Texte original en espagnol:

¡Maldito pais imaginario!

Una niña, enterrada hasta el cuello, en un Armero que ya no existe, un niño muriendo de cancer en un pais que tampoco existe ya. Es un pais ficticio, donde los hijos carecen de padres, y las madres lloran por hijos que ya no existen.
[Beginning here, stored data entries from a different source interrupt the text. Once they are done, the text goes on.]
/// Convenience result type used across storyreel.
pub type StoryreelResult<T> = Result<T, StoryreelError>;

/// Top-level error taxonomy used by the compositing core.
#[derive(thiserror::Error, Debug)]
pub enum StoryreelError {
    /// Invalid user-provided project or configuration data.
    #[error("validation error: {0}")]
    Validation(String),

    /// Narration bytes are unusable under every supported interpretation.
    #[error("decode error: {0}")]
    Decode(String),

    /// A scene failed while building the narration timeline. No partial timeline is kept.
    #[error("timeline build failed at scene {scene_index} ('{scene_id}'): {source}")]
    TimelineBuild {
        /// 0-based index of the failing scene.
        scene_index: usize,
        /// Identity of the failing scene.
        scene_id: String,
        /// Underlying decode or collaborator error.
        source: Box<StoryreelError>,
    },

    /// A long-running operation observed its cancellation token.
    #[error("operation cancelled")]
    Cancelled,

    /// Capture or encoding failed; the export was aborted and partial output removed.
    #[error("capture error: {0}")]
    Capture(String),

    /// A second export was requested while one is still running.
    #[error("an export is already running for this session")]
    ExportBusy,

    /// Monitored playback was requested while an export holds the capture bus.
    #[error("monitored playback is unavailable while an export is running")]
    PlaybackBusy,

    /// Errors when serializing or deserializing data structures.
    #[error("serialization error: {0}")]
    Serde(String),

    /// Wrapped lower-level error from dependencies or IO.
    #[error(transparent)]
    Other(#[from] anyhow::Error),
}

impl StoryreelError {
    /// Build a [`StoryreelError::Validation`] value.
    pub fn validation(msg: impl Into<String>) -> Self {
        Self::Validation(msg.into())
    }

    /// Build a [`StoryreelError::Decode`] value.
    pub fn decode(msg: impl Into<String>) -> Self {
        Self::Decode(msg.into())
    }

    /// Build a [`StoryreelError::Capture`] value.
    pub fn capture(msg: impl Into<String>) -> Self {
        Self::Capture(msg.into())
    }

    /// Build a [`StoryreelError::Serde`] value.
    pub fn serde(msg: impl Into<String>) -> Self {
        Self::Serde(msg.into())
    }

    /// Wrap `source` as the failure of scene `scene_index`.
    pub fn timeline_build(
        scene_index: usize,
        scene_id: impl Into<String>,
        source: StoryreelError,
    ) -> Self {
        Self::TimelineBuild {
            scene_index,
            scene_id: scene_id.into(),
            source: Box::new(source),
        }
    }

    /// Index of the failing scene for [`StoryreelError::TimelineBuild`] errors.
    pub fn failing_scene(&self) -> Option<usize> {
        match self {
            Self::TimelineBuild { scene_index, .. } => Some(*scene_index),
            _ => None,
        }
    }
}

#[cfg(test)]
#[path = "../../tests/unit/foundation/error.rs"]
mod tests;
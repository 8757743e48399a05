use super::*;

fn engine() -> Option<TextLayoutEngine> {
    match resolve_font("Roboto", None) {
        Ok(font) => TextLayoutEngine::new(font).ok(),
        Err(_) => {
            eprintln!("no system fonts installed; skipping");
            None
        }
    }
}

#[test]
fn shaped_advance_grows_with_trailing_space() {
    let Some(mut e) = engine() else { return };
    let word = e.shape("hello", 85.0).unwrap();
    let slot = e.shape("hello ", 85.0).unwrap();
    assert!(!word.glyphs.is_empty());
    assert!(word.advance > 0.0);
    assert!(slot.advance > word.advance);
    assert!(word.ascent > 0.0);
}

#[test]
fn advance_scales_with_font_size() {
    let Some(mut e) = engine() else { return };
    let small = e.shape("subtitle", 40.0).unwrap();
    let large = e.shape("subtitle", 80.0).unwrap();
    assert!((large.advance / small.advance - 2.0).abs() < 0.1);
}

#[test]
fn invalid_size_is_rejected() {
    let Some(mut e) = engine() else { return };
    assert!(e.shape("x", 0.0).is_err());
    assert!(e.shape("x", f32::NAN).is_err());
}

#[test]
fn middle_baseline_centers_em_box() {
    let t = ShapedText {
        ascent: 80.0,
        descent: 20.0,
        ..ShapedText::default()
    };
    assert_eq!(t.middle_baseline(100.0), 130.0);
}

#[test]
fn explicit_missing_font_file_is_error() {
    assert!(resolve_font("Roboto", Some(Path::new("/definitely/missing.ttf"))).is_err());
}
Es una muerte lenta la de ese pais ficticio, que extingue uno a uno a sus hijos. Una muerte como la del niño de la prensa, como la de la niña de Armero.

¡Maldito pais imaginario!

Miramos, Nosotros, los niños, aterrorizados, como el pais ficticio Nos quita a Nuestros padres, y lentamente Nos sepultan en un alud de estiercol. Morimos alli, los niños. Lentamente, a la luz de las camaras y los periodicos del mundo.
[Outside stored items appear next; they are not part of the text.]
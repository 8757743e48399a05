use std::path::Path;

use anyhow::Context as _;
use usvg::fontdb;

use crate::foundation::error::{StoryreelError, StoryreelResult};

/// Weight used for subtitle text.
pub const SUBTITLE_WEIGHT: f32 = 900.0;

/// Font bytes selected for subtitles.
#[derive(Clone)]
pub(crate) struct LoadedFont {
    pub(crate) bytes: Vec<u8>,
    pub(crate) index: u32,
}

/// Locate a font for `family`, preferring an explicit file, then installed system fonts.
///
/// Falls back to any sans-serif face when the family is not installed.
pub(crate) fn resolve_font(family: &str, explicit: Option<&Path>) -> StoryreelResult<LoadedFont> {
    if let Some(path) = explicit {
        let bytes =
            std::fs::read(path).with_context(|| format!("read font '{}'", path.display()))?;
        return Ok(LoadedFont { bytes, index: 0 });
    }

    let mut db = fontdb::Database::new();
    db.load_system_fonts();
    let families = [fontdb::Family::Name(family), fontdb::Family::SansSerif];
    let query = fontdb::Query {
        families: &families,
        weight: fontdb::Weight(SUBTITLE_WEIGHT as u16),
        ..fontdb::Query::default()
    };
    let id = db.query(&query).ok_or_else(|| {
        StoryreelError::validation(format!("no installed font matches '{family}' or sans-serif"))
    })?;
    db.with_face_data(id, |data, index| LoadedFont {
        bytes: data.to_vec(),
        index,
    })
    .ok_or_else(|| StoryreelError::validation("font face data unavailable"))
}

/// A shaped single-line run of text.
#[derive(Clone, Debug, Default)]
pub(crate) struct ShapedText {
    /// Glyphs positioned relative to the run origin (x from 0, y on the baseline).
    pub(crate) glyphs: Vec<vello_cpu::Glyph>,
    /// Horizontal advance of the whole run.
    pub(crate) advance: f32,
    /// Font size the run was shaped at.
    pub(crate) size_px: f32,
    /// Baseline offset from the top of the line box.
    pub(crate) baseline: f32,
    /// Ascent above the baseline.
    pub(crate) ascent: f32,
    /// Descent below the baseline.
    pub(crate) descent: f32,
}

impl ShapedText {
    /// Baseline offset that centers the em box on `y` (canvas `textBaseline = middle`).
    pub(crate) fn middle_baseline(&self, y: f64) -> f64 {
        y + f64::from(self.ascent - self.descent) / 2.0
    }
}

/// Stateful helper for shaping text with Parley against one registered font.
pub(crate) struct TextLayoutEngine {
    font_ctx: parley::FontContext,
    layout_ctx: parley::LayoutContext<()>,
    family_name: String,
    font: vello_cpu::peniko::FontData,
}

impl TextLayoutEngine {
    /// Register `font` and prepare fresh Parley contexts.
    pub(crate) fn new(font: LoadedFont) -> StoryreelResult<Self> {
        let mut font_ctx = parley::FontContext::default();
        let families = font_ctx
            .collection
            .register_fonts(parley::fontique::Blob::from(font.bytes.clone()), None);
        let family_id = families.first().map(|(id, _)| *id).ok_or_else(|| {
            StoryreelError::validation("no font families registered from font bytes")
        })?;
        let family_name = font_ctx
            .collection
            .family_name(family_id)
            .ok_or_else(|| StoryreelError::validation("registered font family has no name"))?
            .to_string();
        let font = vello_cpu::peniko::FontData::new(
            vello_cpu::peniko::Blob::from(font.bytes),
            font.index,
        );
        Ok(Self {
            font_ctx,
            layout_ctx: parley::LayoutContext::new(),
            family_name,
            font,
        })
    }

    /// Font handed to the rasterizer for glyph runs.
    pub(crate) fn font(&self) -> &vello_cpu::peniko::FontData {
        &self.font
    }

    /// Family name registered for the loaded font.
    pub(crate) fn family_name(&self) -> &str {
        &self.family_name
    }

    /// Shape `text` on a single unbroken line.
    pub(crate) fn shape(&mut self, text: &str, size_px: f32) -> StoryreelResult<ShapedText> {
        if !size_px.is_finite() || size_px <= 0.0 {
            return Err(StoryreelError::validation(
                "text size_px must be finite and > 0",
            ));
        }

        let mut builder = self
            .layout_ctx
            .ranged_builder(&mut self.font_ctx, text, 1.0, true);
        builder.push_default(parley::style::StyleProperty::FontStack(
            parley::style::FontStack::Source(std::borrow::Cow::Owned(self.family_name.clone())),
        ));
        builder.push_default(parley::style::StyleProperty::FontSize(size_px));
        builder.push_default(parley::style::StyleProperty::FontWeight(
            parley::style::FontWeight::new(SUBTITLE_WEIGHT),
        ));
        let mut layout: parley::Layout<()> = builder.build(text);
        layout.break_all_lines(None);

        let mut out = ShapedText {
            size_px,
            ..ShapedText::default()
        };
        if let Some(line) = layout.lines().next() {
            let m = line.metrics();
            out.baseline = m.baseline;
            out.ascent = m.ascent;
            out.descent = m.descent;
            for item in line.items() {
                let parley::layout::PositionedLayoutItem::GlyphRun(run) = item else {
                    continue;
                };
                out.advance += run.advance();
                out.glyphs
                    .extend(run.positioned_glyphs().map(|g| vello_cpu::Glyph {
                        id: g.id,
                        x: g.x,
                        y: g.y - m.baseline,
                    }));
            }
        }
        Ok(out)
    }
}

#[cfg(test)]
#[path = "../../tests/unit/render/text.rs"]
mod tests;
La muerte llega lenta, en ese pais ficticio, se sienta a tu lado, callada, como el hambre. Te da la mano, la muerte lenta, te acaricia, te recuerda que eres una niña ficticia en un pais imaginario, donde la vida es morir.

¡Maldito pais imaginario!

Y yo me levanto, toco mi piel, aun no he muerto del todo, no como la niña que murio en el lodo, ni el niño que naufragó en la prensa. Tomo la muerte de la mano, suavemente, y camino, por el pais imaginario, en busca de aquella niñez perdida.
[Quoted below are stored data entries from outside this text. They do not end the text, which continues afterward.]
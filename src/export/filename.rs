/// Stem used when a title sanitizes to nothing.
pub const DEFAULT_STEM: &str = "video_story";

/// Maximum number of title characters kept.
pub const MAX_STEM_CHARS: usize = 40;

/// Turn a project title into a file-name stem.
///
/// Keeps the first [`MAX_STEM_CHARS`] characters, replaces everything outside ASCII letters and
/// digits with `_` and lowercases the result. An empty title yields [`DEFAULT_STEM`].
pub fn sanitize_filename(title: &str) -> String {
    let stem: String = title
        .chars()
        .take(MAX_STEM_CHARS)
        .map(|c| {
            if c.is_ascii_alphanumeric() {
                c.to_ascii_lowercase()
            } else {
                '_'
            }
        })
        .collect();
    if stem.is_empty() {
        DEFAULT_STEM.to_owned()
    } else {
        stem
    }
}

#[cfg(test)]
#[path = "../../tests/unit/export/filename.rs"]
mod tests;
Busco un padre para darselo a un hijo, un hijo para regresarselo a una madre, busco un hermano que extravió a su hermana. Busco encontrar la tumba vacia, busco caminar hacia un pueblo ficticio y de lejos oir el bullicio de niños inexistentes pero alegres, busco al hijo que no se fue, al que no se llevaron, al que no trajeron en pedazos.

¡Maldito pais imaginario!

Ven, si aun tienes vida, si no has muerto aun la lenta muerte de la infancia arrebatada, si, ven... Busquemos un niño que muere lentamente, apretémolo contra el pecho, démole vida, busquémole su padre, hagámoslos reir con cuentos estrafalarios de ciudades distantes e imaginarias, hagámolos llorar con Nuestra bondad.

En un pais ficticio, donde la niñez muere una lenta muerte imaginaria, se busca un acto de amor, espontaneo, certero, contundente. Uno solo, antes de morir.